Next celebrates trading results

High street retailer Next had plenty to celebrate about as it’s total sales for the 22 week period from 26 July to 24 December 2009 were up 4.6 per cent. Like for like sales rose 3.2 per cent and Directory sales grew 6.8 per cent. Sales in the run up to Christmas were better than expected and were markedly stronger in the final two weeks as the weather turned colder. Next stated it believed that two factors contributed to sales finishing ahead of its November guidance.
Firstly, the consumer environment was more stable than expected, with only modest falls in employment, low inflation and continuing low interest rates. Secondly, its ranges improved across the board the company expanded their efforts to more aggressively back new products and trends.

Next stated it went into the End of Season Sale with 12 per cent less stock than last year across Retail and Directory. In addition to beating sales targets Next tightly controlled stock levels and costs across the Group. As a result, Next now estimate that Group profits for the year to 31 January 2010 will be between £490m and £500m. This is ahead of the guidance given in November and includes approximately £7m of additional profit resulting from this year being a 53 week year; next year will revert to 52 weeks. Earnings per share at profit of £490m would be 180p, this would be an all time high for the Group and 15 per cent up on last year.
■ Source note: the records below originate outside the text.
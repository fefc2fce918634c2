use std::fs::File;
use std::io::Read;
use std::path::Path;

use chrono::{DateTime, Utc};
use flate2::read::GzDecoder;

use crate::device::{ChannelRange, DeviceProfile};
use crate::error::{Result, WriterError};
use crate::packet::Packet;

const DELIMITER: u8 = b'\t';
const ACCELEROMETER_AXES: usize = 3;
/// Rate assumed for captures without a montage.
const DEFAULT_SAMPLE_FREQUENCY: usize = 500;

/// Replays tab-separated `.easy` captures as a packet stream.
///
/// Each row holds the EEG channels in nanovolts, optionally three
/// accelerometer columns, a marker and a unix timestamp in milliseconds. The
/// reader stands in for a live headset driver: rows become [`Packet`]s with
/// the row text as raw payload, EEG quantised through the profile's EEG
/// range and the first two accelerometer axes fed to the gyroscope pair.
#[derive(Debug)]
pub struct CaptureReader {
    verbose: bool,
    /// Path to the `.easy` or `.easy.gz` file.
    filepath: String,

    /// File path without the capture extension, used to locate the `.info`
    /// sidecar.
    filenameroot: String,

    /// Number of EEG columns at the start of every row.
    num_channels: usize,

    /// Whether rows carry the three accelerometer columns.
    has_accelerometer: bool,

    /// Timestamp of the first row.
    start_date: Option<DateTime<Utc>>,
}

impl CaptureReader {
    pub fn open(filepath: &str, verbose: bool) -> Result<Self> {
        if verbose {
            log::info!("opening capture {filepath}");
        }

        let filenameroot = if let Some(root) = filepath.strip_suffix(".easy.gz") {
            root.to_string()
        } else if let Some(root) = filepath.strip_suffix(".easy") {
            root.to_string()
        } else {
            return Err(WriterError::Parse(format!(
                "{filepath}: expected a .easy or .easy.gz capture"
            )));
        };

        let mut reader = CaptureReader {
            verbose,
            filepath: filepath.to_string(),
            filenameroot,
            num_channels: 0,
            has_accelerometer: false,
            start_date: None,
        };
        reader.read_layout()?;
        Ok(reader)
    }

    /// Inspects the first row to find the channel count and start date.
    fn read_layout(&mut self) -> Result<()> {
        let mut rdr = self.csv_reader()?;
        let first_record = rdr
            .records()
            .next()
            .ok_or_else(|| WriterError::Parse(format!("{}: capture is empty", self.filepath)))??;

        let num_columns = first_record.len();
        let (num_channels, has_accelerometer) = if [13, 25, 37].contains(&num_columns) {
            (num_columns - 5, true)
        } else if [10, 22, 34].contains(&num_columns) {
            (num_columns - 2, false)
        } else {
            return Err(WriterError::Parse(format!(
                "{}: unexpected number of columns ({num_columns})",
                self.filepath
            )));
        };

        let timestamp = parse_field::<i64>(&first_record, num_columns - 1)?;
        self.start_date = DateTime::from_timestamp(timestamp / 1000, 0);
        self.num_channels = num_channels;
        self.has_accelerometer = has_accelerometer;

        if self.verbose {
            log::info!(
                "{}: {} EEG channels, accelerometer {}, first sample at {}",
                self.filepath,
                num_channels,
                if has_accelerometer { "on" } else { "off" },
                self.start_date
                    .map(|d| d.format("%Y-%m-%d %H:%M:%S").to_string())
                    .unwrap_or_else(|| "unknown".into())
            );
        }
        Ok(())
    }

    pub fn num_channels(&self) -> usize {
        self.num_channels
    }

    pub fn has_accelerometer(&self) -> bool {
        self.has_accelerometer
    }

    pub fn start_date(&self) -> Option<DateTime<Utc>> {
        self.start_date
    }

    /// Path of the `.info` montage written next to the capture.
    pub fn info_path(&self) -> String {
        format!("{}.info", self.filenameroot)
    }

    /// Picks the device profile for this capture.
    ///
    /// An explicit `.json` profile or `.info` montage wins. Otherwise the
    /// `.info` sidecar next to the capture is used, and failing that a
    /// generic profile named `Ch1..ChN` after the capture's own columns.
    pub fn profile(&self, explicit: Option<&Path>) -> Result<DeviceProfile> {
        if let Some(path) = explicit {
            return if path.extension().is_some_and(|ext| ext == "json") {
                DeviceProfile::from_json_file(path)
            } else {
                DeviceProfile::from_info_file(path)
            };
        }
        let info = self.info_path();
        match DeviceProfile::from_info_file(&info) {
            Ok(profile) if profile.eeg_channels() <= self.num_channels => Ok(profile),
            Ok(profile) => {
                log::warn!(
                    "{info} names {} sensors but the capture has {} EEG columns; using a generic profile",
                    profile.eeg_channels(),
                    self.num_channels
                );
                Ok(self.generic_profile())
            }
            Err(e) => {
                log::warn!("no usable montage at {info} ({e}); using a generic profile");
                Ok(self.generic_profile())
            }
        }
    }

    fn generic_profile(&self) -> DeviceProfile {
        let gyro_unit = if self.has_accelerometer { "mm/s^2" } else { "deg/s" };
        DeviceProfile {
            name: format!("{}-channel capture", self.num_channels),
            sensors: (1..=self.num_channels).map(|n| format!("Ch{n}")).collect(),
            sample_frequency: DEFAULT_SAMPLE_FREQUENCY,
            eeg: ChannelRange::unit_scale("uV"),
            gyro: ChannelRange::unit_scale(gyro_unit),
            file_type: Default::default(),
        }
    }

    /// Converts every row into a packet for `profile`.
    ///
    /// EEG columns are matched to `profile.sensors` by position. Extra
    /// columns are ignored, but a profile naming more sensors than the
    /// capture has columns is rejected: those channels would never receive
    /// a sample.
    pub fn read_packets(&self, profile: &DeviceProfile) -> Result<Vec<Packet>> {
        if profile.eeg_channels() > self.num_channels {
            return Err(WriterError::Parse(format!(
                "{} has {} EEG columns but profile {} names {} sensors",
                self.filepath,
                self.num_channels,
                profile.name,
                profile.eeg_channels()
            )));
        }

        let mut rdr = self.csv_reader()?;
        let mut packets = Vec::new();
        let rest_gyro = profile.gyro.to_digital(0.0);

        for (counter, record) in rdr.records().enumerate() {
            let record = record?;
            let mut raw = record.iter().collect::<Vec<_>>().join("\t").into_bytes();
            raw.push(b'\n');
            let mut packet = Packet::new(counter as u32, raw);

            for (column, sensor) in profile.sensors.iter().enumerate() {
                let nanovolts = parse_field::<f64>(&record, column)?;
                packet = packet.with_sample(sensor, profile.eeg.to_digital(nanovolts / 1000.0));
            }

            packet = if self.has_accelerometer {
                let x = parse_field::<f64>(&record, self.num_channels)?;
                let y = parse_field::<f64>(&record, self.num_channels + 1)?;
                packet.with_gyro(profile.gyro.to_digital(x), profile.gyro.to_digital(y))
            } else {
                packet.with_gyro(rest_gyro, rest_gyro)
            };
            packets.push(packet);
        }

        if self.verbose {
            let seconds = packets.len() as f64 / profile.sample_frequency as f64;
            log::info!(
                "{}: read {} packets (~{seconds:.1}s at {} Hz, {} accelerometer axes)",
                self.filepath,
                packets.len(),
                profile.sample_frequency,
                if self.has_accelerometer { ACCELEROMETER_AXES } else { 0 }
            );
        }
        Ok(packets)
    }

    fn csv_reader(&self) -> Result<csv::Reader<Box<dyn Read>>> {
        let reader = get_file_reader(&self.filepath)?;
        Ok(csv::ReaderBuilder::new()
            .delimiter(DELIMITER)
            .has_headers(false)
            .from_reader(reader))
    }
}

/// Opens `filepath`, transparently decompressing `.gz` files.
fn get_file_reader(filepath: &str) -> Result<Box<dyn Read>> {
    let file = File::open(Path::new(filepath))?;
    if filepath.ends_with(".gz") {
        Ok(Box::new(GzDecoder::new(file)))
    } else {
        Ok(Box::new(file))
    }
}

fn parse_field<T: std::str::FromStr>(record: &csv::StringRecord, index: usize) -> Result<T> {
    let value = record
        .get(index)
        .ok_or_else(|| WriterError::Parse(format!("row is missing column {index}")))?;
    value
        .trim()
        .parse::<T>()
        .map_err(|_| WriterError::Parse(format!("column {index}: cannot parse {value:?}")))
}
Consumers are generally in a much better position than they were a year ago, the company said in its trading statement. Low interest rates have enabled those in employment to service their debts and increase their savings – in November and December Next saw a marked decline year on year in the number of our customers falling into arrears. The increase in unemployment has been lower than expected, as labour flexibility in the private sector has allowed employers to preserve more jobs than many thought possible. Crucially, the fall in employment has been much lower than the increase in unemployment, falling just 1.6 per cent (463,000) since December 2007.

Forecasting for 2010, Next said it was buying to a budget at the lower end and assuming that the addition of profitable new space will take total Retail sales to level with last year. The company is planning for Next Directory sales to grow by between 0 per cent and +2 per cent.